Explain the physiology of fainting due to emotional responses.
Explain the physiology of fainting due to prolonged standing.
Explain why a person’s feet tend to swell in the upright posture.
Explain why a person might feel faint when quickly rising from a lying to a standing position.
Define shock. What are the causes of hypovolemic shock, low-resistance shock, and cardiogenic shock?
What factors boost venous return during moderate exercise?
Describe how feedforward is involved at the onset of exercise.
How do baroreceptors get “reset” during exercise? What is the result of this resetting?

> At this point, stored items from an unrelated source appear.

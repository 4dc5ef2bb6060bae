//! Vocabulary normalization
//!
//! Reconciles the extractor's best-effort output against the controlled
//! vocabularies: fuzzy brand matching against the known-brand set and
//! lemmatization of the product type. The pack fields pass through
//! untouched: defaulting happened at extraction and is not repeated here.

mod lemma;
mod scorer;

pub use lemma::Lemmatizer;
pub use scorer::{LevenshteinScorer, SimilarityScorer};

use std::sync::Arc;

use tracing::{debug, info};

use crate::catalog::{NormalizedAttributes, RawAttributes};
use crate::config::NormalizerConfig;
use crate::error::{Error, Result};

/// Vocabulary normalizer
///
/// Long-lived: constructed once per process/session and shared. Holds no
/// mutable state.
#[derive(Clone)]
pub struct Normalizer {
    scorer: Arc<dyn SimilarityScorer>,
    lemmatizer: Lemmatizer,
    brand_threshold: u8,
}

impl Normalizer {
    /// Create a normalizer with the default Levenshtein scorer
    pub fn new(config: &NormalizerConfig) -> Self {
        Self {
            scorer: Arc::new(LevenshteinScorer),
            lemmatizer: Lemmatizer::new(),
            brand_threshold: config.brand_threshold,
        }
    }

    /// Swap in a different similarity strategy
    pub fn with_scorer(mut self, scorer: Arc<dyn SimilarityScorer>) -> Self {
        self.scorer = scorer;
        self
    }

    /// Normalize a raw attribute record against the known-brand vocabulary
    ///
    /// Fails with `BrandNotConfident` when the raw brand is absent or no
    /// known brand scores strictly above the threshold. An absent product
    /// type normalizes to the empty string, which downstream matching
    /// treats as a guaranteed non-match.
    pub fn normalize(
        &self,
        raw: &RawAttributes,
        known_brands: &[String],
    ) -> Result<NormalizedAttributes> {
        let raw_brand = raw.brand.as_deref().unwrap_or("").trim();

        let (brand, brand_confidence) = self
            .best_brand(raw_brand, known_brands)
            .ok_or_else(|| Error::BrandNotConfident {
                brand: raw_brand.to_string(),
                best_score: self.best_score(raw_brand, known_brands),
                threshold: self.brand_threshold,
            })?;

        info!(
            raw = %raw_brand,
            standardized = %brand,
            confidence = brand_confidence,
            "Standardized brand"
        );

        let product_type = match raw.product_type.as_deref() {
            Some(t) if !t.trim().is_empty() => self.lemmatizer.lemmatize(t),
            _ => String::new(),
        };

        debug!(product_type = %product_type, "Lemmatized product type");

        Ok(NormalizedAttributes {
            brand: brand.to_string(),
            brand_confidence,
            product_type,
            pack_quantity: raw.pack_quantity,
            pack_size: raw.pack_size,
            uom: raw.uom.clone(),
        })
    }

    /// Lemmatize a product type without touching the brand
    pub fn lemmatize(&self, product_type: &str) -> String {
        self.lemmatizer.lemmatize(product_type)
    }

    /// Best-scoring known brand strictly above the threshold
    ///
    /// Ties break to the earliest candidate in `known_brands` order, so a
    /// fixed vocabulary snapshot always yields the same answer.
    fn best_brand<'a>(&self, raw_brand: &str, known_brands: &'a [String]) -> Option<(&'a str, u8)> {
        if raw_brand.is_empty() {
            return None;
        }

        let mut best: Option<(&'a str, u8)> = None;
        for candidate in known_brands {
            let score = self.scorer.score(raw_brand, candidate);
            if best.map_or(true, |(_, s)| score > s) {
                best = Some((candidate.as_str(), score));
            }
        }

        best.filter(|&(_, score)| score > self.brand_threshold)
    }

    /// Best score over the vocabulary, for error reporting
    fn best_score(&self, raw_brand: &str, known_brands: &[String]) -> u8 {
        if raw_brand.is_empty() {
            return 0;
        }
        known_brands
            .iter()
            .map(|candidate| self.scorer.score(raw_brand, candidate))
            .max()
            .unwrap_or(0)
    }
}

#[cfg(test)]
mod tests {
    use super::*;

    fn known_brands() -> Vec<String> {
        vec!["Driscoll's".to_string(), "Dole".to_string()]
    }

    fn normalizer() -> Normalizer {
        Normalizer::new(&NormalizerConfig {
            brand_threshold: 80,
        })
    }

    fn raw(brand: Option<&str>, product_type: Option<&str>) -> RawAttributes {
        RawAttributes {
            brand: brand.map(String::from),
            product_type: product_type.map(String::from),
            pack_quantity: Some(8),
            pack_size: Some("1.0".parse().unwrap()),
            uom: Some("LB".to_string()),
        }
    }

    #[test]
    fn test_close_brand_resolves() {
        let normalized = normalizer()
            .normalize(&raw(Some("Driscoll"), Some("Strawberries")), &known_brands())
            .unwrap();

        assert_eq!(normalized.brand, "Driscoll's");
        assert!(normalized.brand_confidence > 80);
        assert_eq!(normalized.product_type, "Strawberry");
        // Pack fields pass through unchanged
        assert_eq!(normalized.pack_quantity, Some(8));
        assert_eq!(normalized.uom.as_deref(), Some("LB"));
    }

    #[test]
    fn test_distant_brand_is_not_confident() {
        let result = normalizer().normalize(&raw(Some("Sunkist"), Some("Orange")), &known_brands());

        match result {
            Err(Error::BrandNotConfident { brand, best_score, .. }) => {
                assert_eq!(brand, "Sunkist");
                assert!(best_score <= 80);
            }
            other => panic!("expected BrandNotConfident, got {:?}", other),
        }
    }

    #[test]
    fn test_missing_brand_is_not_confident() {
        let result = normalizer().normalize(&raw(None, Some("Strawberry")), &known_brands());
        assert!(matches!(result, Err(Error::BrandNotConfident { .. })));
    }

    #[test]
    fn test_missing_product_type_becomes_empty() {
        let normalized = normalizer()
            .normalize(&raw(Some("Driscoll's"), None), &known_brands())
            .unwrap();
        assert_eq!(normalized.product_type, "");
    }

    #[test]
    fn test_tie_breaks_to_first_candidate() {
        // Two identical vocabulary entries: the earlier one wins
        let brands = vec!["Driscoll's".to_string(), "Driscoll's".to_string()];
        let normalized = normalizer()
            .normalize(&raw(Some("Driscoll's"), Some("Strawberry")), &brands)
            .unwrap();
        assert_eq!(normalized.brand, "Driscoll's");
        assert_eq!(normalized.brand_confidence, 100);
    }

    #[test]
    fn test_null_pack_quantity_not_redefaulted() {
        let mut record = raw(Some("Driscoll's"), Some("Strawberry"));
        record.pack_quantity = None;

        let normalized = normalizer().normalize(&record, &known_brands()).unwrap();
        assert_eq!(normalized.pack_quantity, None);
    }
}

During very strenuous exercise such as resistance training, how is blood flow to skeletal muscles
altered?
How does the physiology of a well-trained athlete differ from otherwise healthy but sedentary
individuals with respect to:
Stroke volume
End diastolic ventricular volume
Heart rate
Maximal Cardiac output
Capillary density in skeletal muscles
How is blood flow increased to skeletal muscles during exercise? How does blood flow to the brain,
heart, skin, kidneys, and gastrointestinal tract change during exercise?
Is the set point for mean arterial pressure altered during exercise?
How is it that isometric contractions lead to fatigue earlier than isotonic exercise?
How is TPR affected by isometric exercise?
What values of blood pressure constitute the lower limit for hypertension?
What is the cause of primary (essential) hypertension?
What change occurs in the left ventricle that is indicative of hypertension?
How do the following drugs accomplish the desired results when used to treat hypertension: diuretics,
beta blockers, ACE inhibitors, sympathetic antagonists.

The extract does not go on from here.